Ou seja, para ser convencido pelo texto, é preciso acreditar que os dados econômicos fornecidos pelo próprio governo são verdades gravadas em pedra, que os escândalos de corrupção são menos graves e não guardam relação direta com os dos governos petistas (ignorando, claro, que Michel Temer foi duas vezes vice de Dilma Rousseff), que a leitura de que o país é contra o presidente, mesmo alicerçada em numerosas pesquisas, é “simplista” e um “óbvio despautério” e por aí vai. Mais que apreço à lógica e à leitura da realidade, é preciso ter fé, acreditar que o governo não fracassa, que a economia toma fôlego para disparar, que o Brasil não mergulha em um abismo de ilegitimidade política poucas vezes vislumbrado em sua história.

.

Para um pequeno núcleo (produtores e exportadores de matéria-prima bruta, sistema financeiro, as multinacionais favorecidas com generosas isenções e perdões de dívida) o governo não fracassa.
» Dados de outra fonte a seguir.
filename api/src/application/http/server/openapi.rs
use utoipa::OpenApi;

use crate::application::http::{
    food_analysis::router::FoodAnalysisApiDoc,
    health::{__path_health_live, health_live},
    nutrition::router::NutritionApiDoc,
};

#[derive(OpenApi)]
#[openapi(
    info(
        title = "Bapsang API"
    ),
    paths(health_live),
    nest(
        (path = "/food-analysis", api = FoodAnalysisApiDoc),
        (path = "/nutrition", api = NutritionApiDoc),
    )
)]
pub struct ApiDoc;
use serde::Deserialize;
use tracing::{debug, info, warn};

use crate::domain::{
    common::entities::app_errors::CoreError,
    food_analysis::{
        entities::{ChatMessage, ToolCall},
        ports::LLMClient,
        schema::{FOOD_INFO_NOT_FOUND, FOOD_INFO_TOOL_NAME, get_food_info_tool},
    },
    nutrition::ports::NutritionService,
};

/// Upper bound on model round-trips for one answer.
pub const MAX_AGENT_ITERATIONS: usize = 15;

#[derive(Debug, Deserialize)]
struct FoodInfoArgs {
    food_name: String,
}

/// Runs the tool-calling loop until the model answers in plain text.
///
/// LLM errors propagate; tool problems are reported back to the model as text.
/// Hitting [`MAX_AGENT_ITERATIONS`] yields an empty answer.
pub async fn run_nutrition_agent<L, N>(
    llm_client: &L,
    nutrition: &N,
    system_prompt: &str,
    task_prompt: String,
) -> Result<String, CoreError>
where
    L: LLMClient,
    N: NutritionService,
{
    let tools = vec![get_food_info_tool()];
    let mut messages = vec![ChatMessage::system(system_prompt), ChatMessage::user(task_prompt)];

    for iteration in 0..MAX_AGENT_ITERATIONS {
        let completion = llm_client.chat(messages.clone(), tools.clone()).await?;

        if completion.tool_calls.is_empty() {
            debug!(
                "Agent answered after {} iterations (finish_reason: {:?})",
                iteration + 1,
                completion.finish_reason
            );
            return Ok(completion.content.unwrap_or_default());
        }

        info!(
            "Iteration {}: executing {} tool calls",
            iteration,
            completion.tool_calls.len()
        );

        let tool_calls = completion.tool_calls.clone();
        messages.push(ChatMessage::assistant(completion.content, completion.tool_calls));

        for tool_call in &tool_calls {
            let output = execute_tool_call(nutrition, tool_call).await;
            messages.push(ChatMessage::tool(tool_call.id.clone(), output));
        }
    }

    warn!(
        "Agent stopped after {} iterations without a final answer",
        MAX_AGENT_ITERATIONS
    );
    Ok(String::new())
}

async fn execute_tool_call<N: NutritionService>(nutrition: &N, tool_call: &ToolCall) -> String {
    if tool_call.name != FOOD_INFO_TOOL_NAME {
        warn!("Model requested unknown tool {:?}", tool_call.name);
        return format!(
            "{} is not a valid tool, try {}.",
            tool_call.name, FOOD_INFO_TOOL_NAME
        );
    }

    let args: FoodInfoArgs = match serde_json::from_str(&tool_call.arguments) {
        Ok(args) => args,
        Err(e) => {
            warn!("Invalid {} arguments {:?}: {}", FOOD_INFO_TOOL_NAME, tool_call.arguments, e);
            return format!("Invalid arguments for {FOOD_INFO_TOOL_NAME}: {e}");
        }
    };

    info!("Executing tool: {}({})", FOOD_INFO_TOOL_NAME, args.food_name);

    match nutrition.find_food_info(vec![args.food_name]).await {
        Some(record) => {
            serde_json::to_string(&record).unwrap_or_else(|_| FOOD_INFO_NOT_FOUND.to_string())
        }
        None => FOOD_INFO_NOT_FOUND.to_string(),
    }
}
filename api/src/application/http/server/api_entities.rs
pub mod api_error;
pub mod response;
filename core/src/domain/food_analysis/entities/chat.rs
use serde::{Deserialize, Serialize};

#[derive(Debug, Clone, Copy, PartialEq, Eq, Serialize, Deserialize)]
#[serde(rename_all = "lowercase")]
pub enum ChatRole {
    System,
    User,
    Assistant,
    Tool,
}

impl ChatRole {
    pub fn as_str(&self) -> &str {
        match self {
            ChatRole::System => "system",
            ChatRole::User => "user",
            ChatRole::Assistant => "assistant",
            ChatRole::Tool => "tool",
        }
    }
}

/// A function call requested by the model.
#[derive(Debug, Clone, PartialEq, Serialize, Deserialize)]
pub struct ToolCall {
    pub id: String,
    pub name: String,
    /// Raw JSON arguments exactly as the model produced them.
    pub arguments: String,
}

#[derive(Debug, Clone, PartialEq, Serialize, Deserialize)]
pub struct ChatMessage {
    pub role: ChatRole,
    pub content: Option<String>,
    pub tool_calls: Vec<ToolCall>,
    pub tool_call_id: Option<String>,
}

impl ChatMessage {
    pub fn system(content: impl Into<String>) -> Self {
        Self::text(ChatRole::System, content)
    }

    pub fn user(content: impl Into<String>) -> Self {
        Self::text(ChatRole::User, content)
    }

    pub fn assistant(content: Option<String>, tool_calls: Vec<ToolCall>) -> Self {
        Self {
            role: ChatRole::Assistant,
            content,
            tool_calls,
            tool_call_id: None,
        }
    }

    pub fn tool(tool_call_id: impl Into<String>, content: impl Into<String>) -> Self {
        Self {
            role: ChatRole::Tool,
            content: Some(content.into()),
            tool_calls: Vec::new(),
            tool_call_id: Some(tool_call_id.into()),
        }
    }

    fn text(role: ChatRole, content: impl Into<String>) -> Self {
        Self {
            role,
            content: Some(content.into()),
            tool_calls: Vec::new(),
            tool_call_id: None,
        }
    }
}

/// A function the model may call, with its JSON-schema parameters.
#[derive(Debug, Clone, PartialEq, Serialize, Deserialize)]
pub struct ToolDefinition {
    pub name: String,
    pub description: String,
    pub parameters: serde_json::Value,
}

/// One model turn: either final text, or tool calls to run before asking again.
#[derive(Debug, Clone, PartialEq, Default, Serialize, Deserialize)]
pub struct ChatCompletion {
    pub content: Option<String>,
    pub tool_calls: Vec<ToolCall>,
    pub finish_reason: Option<String>,
}

impl ChatCompletion {
    pub fn text(content: impl Into<String>) -> Self {
        Self {
            content: Some(content.into()),
            tool_calls: Vec::new(),
            finish_reason: Some("stop".to_string()),
        }
    }

    pub fn with_tool_calls(tool_calls: Vec<ToolCall>) -> Self {
        Self {
            content: None,
            tool_calls,
            finish_reason: Some("tool_calls".to_string()),
        }
    }
}
use std::future::Future;

use crate::domain::{
    common::entities::app_errors::CoreError,
    nutrition::{entities::NutritionRecord, value_objects::FoodNameQuery},
};

/// Read-only access to the nutrition reference table.
#[cfg_attr(test, mockall::automock)]
pub trait NutritionRepository: Send + Sync {
    /// Every record whose space-stripped name contains the query, best match
    /// first (prefix matches, then other containing matches, store order
    /// within a rank).
    fn find_by_name(
        &self,
        query: FoodNameQuery,
    ) -> impl Future<Output = Result<Vec<NutritionRecord>, CoreError>> + Send;
}

/// Nutrition lookup as seen by callers: storage failures never surface here.
pub trait NutritionService: Send + Sync {
    fn search_food_records(
        &self,
        food_name: String,
    ) -> impl Future<Output = Vec<NutritionRecord>> + Send;

    fn find_food_info(
        &self,
        food_names: Vec<String>,
    ) -> impl Future<Output = Option<NutritionRecord>> + Send;
}
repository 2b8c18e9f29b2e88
/// A food name normalised for matching: every space removed.
#[derive(Debug, Clone, PartialEq, Eq, Hash)]
pub struct FoodNameQuery(String);

impl FoodNameQuery {
    pub fn new(food_name: &str) -> Self {
        Self(strip_spaces(food_name))
    }

    pub fn as_str(&self) -> &str {
        &self.0
    }
}

impl From<&str> for FoodNameQuery {
    fn from(food_name: &str) -> Self {
        Self::new(food_name)
    }
}

pub fn strip_spaces(value: &str) -> String {
    value.replace(' ', "")
}

#[cfg(test)]
mod tests {
    use super::*;

    #[test]
    fn test_query_strips_every_space() {
        assert_eq!(FoodNameQuery::new(" 비빔 밥 ").as_str(), "비빔밥");
        assert_eq!(FoodNameQuery::new("비빔밥"), FoodNameQuery::from("비 빔 밥"));
    }

    #[test]
    fn test_query_keeps_other_whitespace_and_case() {
        assert_eq!(FoodNameQuery::new("Kimchi\tJjigae").as_str(), "Kimchi\tJjigae");
    }
}
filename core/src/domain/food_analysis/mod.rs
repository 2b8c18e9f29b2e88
pub mod agent;
pub mod entities;
pub mod extractor;
pub mod policies;
pub mod ports;
pub mod presentation;
pub mod prompts;
pub mod schema;
pub mod services;
pub mod value_objects;

pub use entities::*;
pub use ports::*;
pub use value_objects::*;
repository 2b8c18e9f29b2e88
pub mod handlers;
pub mod router;
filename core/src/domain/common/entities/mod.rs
pub mod app_errors;
pub mod get_nutrition;
pub mod get_nutrition_matches;
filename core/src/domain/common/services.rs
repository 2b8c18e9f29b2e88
use crate::domain::{food_analysis::ports::LLMClient, nutrition::ports::NutritionRepository};

/// Stateless service bundle. Every domain service trait is implemented on it,
/// generic over the adapters it talks to.
#[derive(Clone)]
pub struct Service<NR, LLM>
where
    NR: NutritionRepository,
    LLM: LLMClient,
{
    pub(crate) nutrition_repository: NR,
    pub(crate) llm_client: LLM,
}

impl<NR, LLM> Service<NR, LLM>
where
    NR: NutritionRepository,
    LLM: LLMClient,
{
    pub fn new(nutrition_repository: NR, llm_client: LLM) -> Self {
        Self {
            nutrition_repository,
            llm_client,
        }
    }
}
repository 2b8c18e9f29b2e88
pub mod http;
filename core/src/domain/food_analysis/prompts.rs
//! Prompts for the nutrition agent.
//!
//! The output format guide is what [`super::extractor`] parses; change the
//! section labels in both places together.

pub const SYSTEM_PROMPT: &str = "역할: 당신은 식품 영양 분석 전문가입니다.
목표:
1) 제공된 도구(get_food_info)로 입력된 음식의 영양 데이터를 조회합니다.
2) 조회된 데이터가 없으면, 일반적인 영양 지식을 기반으로 해당 음식의 성분을 추정합니다.
3) 영양 데이터를 근거로 건강 점수(0~100)를 산출하고, 과/부족 항목을 설명합니다.
4) 개선 팁(예: 나트륨 낮추기, 단백질 보완)을 제안합니다.
규칙:
- 데이터가 있으면 반드시 도구를 우선 사용할 것.
- 데이터가 없으면 추정하되, 반드시 실제 음식 유형에 맞도록 할 것.
- 출력은 마지막에 깔끔한 한국어 문단으로 제공.";

const OUTPUT_FORMAT_GUIDE: &str = "출력 형식 가이드:
1) 건강 점수: NN/100
2) 이유: (성분별 근거)
3) 개선 팁: (실천 가능한 제안 2~4개)";

pub fn build_task_prompt(food_name: &str) -> String {
    format!(
        "{food_name}의 영양 정보를 바탕으로
1) 건강 점수를 0~100으로 매겨줘.
2) 점수 이유를 성분별로 설명해줘.
3) 개선 팁을 알려줘.
{OUTPUT_FORMAT_GUIDE}"
    )
}

#[cfg(test)]
mod tests {
    use super::*;

    #[test]
    fn test_task_prompt_names_food_and_format() {
        let prompt = build_task_prompt("달걀찜");
        assert!(prompt.starts_with("달걀찜의 영양 정보를 바탕으로"));
        assert!(prompt.contains("1) 건강 점수: NN/100"));
        assert!(prompt.contains("2) 이유:"));
        assert!(prompt.contains("3) 개선 팁:"));
    }

    #[test]
    fn test_system_prompt_names_the_tool() {
        assert!(SYSTEM_PROMPT.contains("get_food_info"));
    }
}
Mas também não dá para dizer que triunfa amplamente, já que parte fundamental da tarefa era trazer alguma estabilidade ao País, e ninguém poderá dizer que isso está acontecendo

.

E a ojeriza a Temer é um sinal de que o povo não está na rua, mas que essa ausência não reflete de forma alguma em aprovação ou mesmo indiferença útil. Se não está tudo bem (e parece claro que não está), é preciso gritar aos ventos que está tudo bem, que estamos na trilha certa, e nada disso precisa ser verdade: basta que seja gritado mais alto que o resto, que seja capaz de deixar a verdade inconveniente um pouco menos audível, visível e incômoda.

.

Quem acha que o editorial do Estadão está tentando convencer o conjunto da sociedade está, bem provavelmente, errando o foco

.

Talvez caibam nos dedos das mãos os leitores que efetivamente interessam ao donos do jornal, claramente engajado que estão em vender a leitura mais interessante ao governo que ora ocupa o trono em Brasília. Não sou eu ou você que precisamos acreditar que as pesquisas, antes tão importantes para derrubar Dilma, agora não valem nada: são os que estão gostando de alguns aspectos do governo, e que precisam continuar gostando, para que os patos não voltem às avenidas e as mesmas pesquisas, por um passe de mágica, voltem a ser importantíssimas.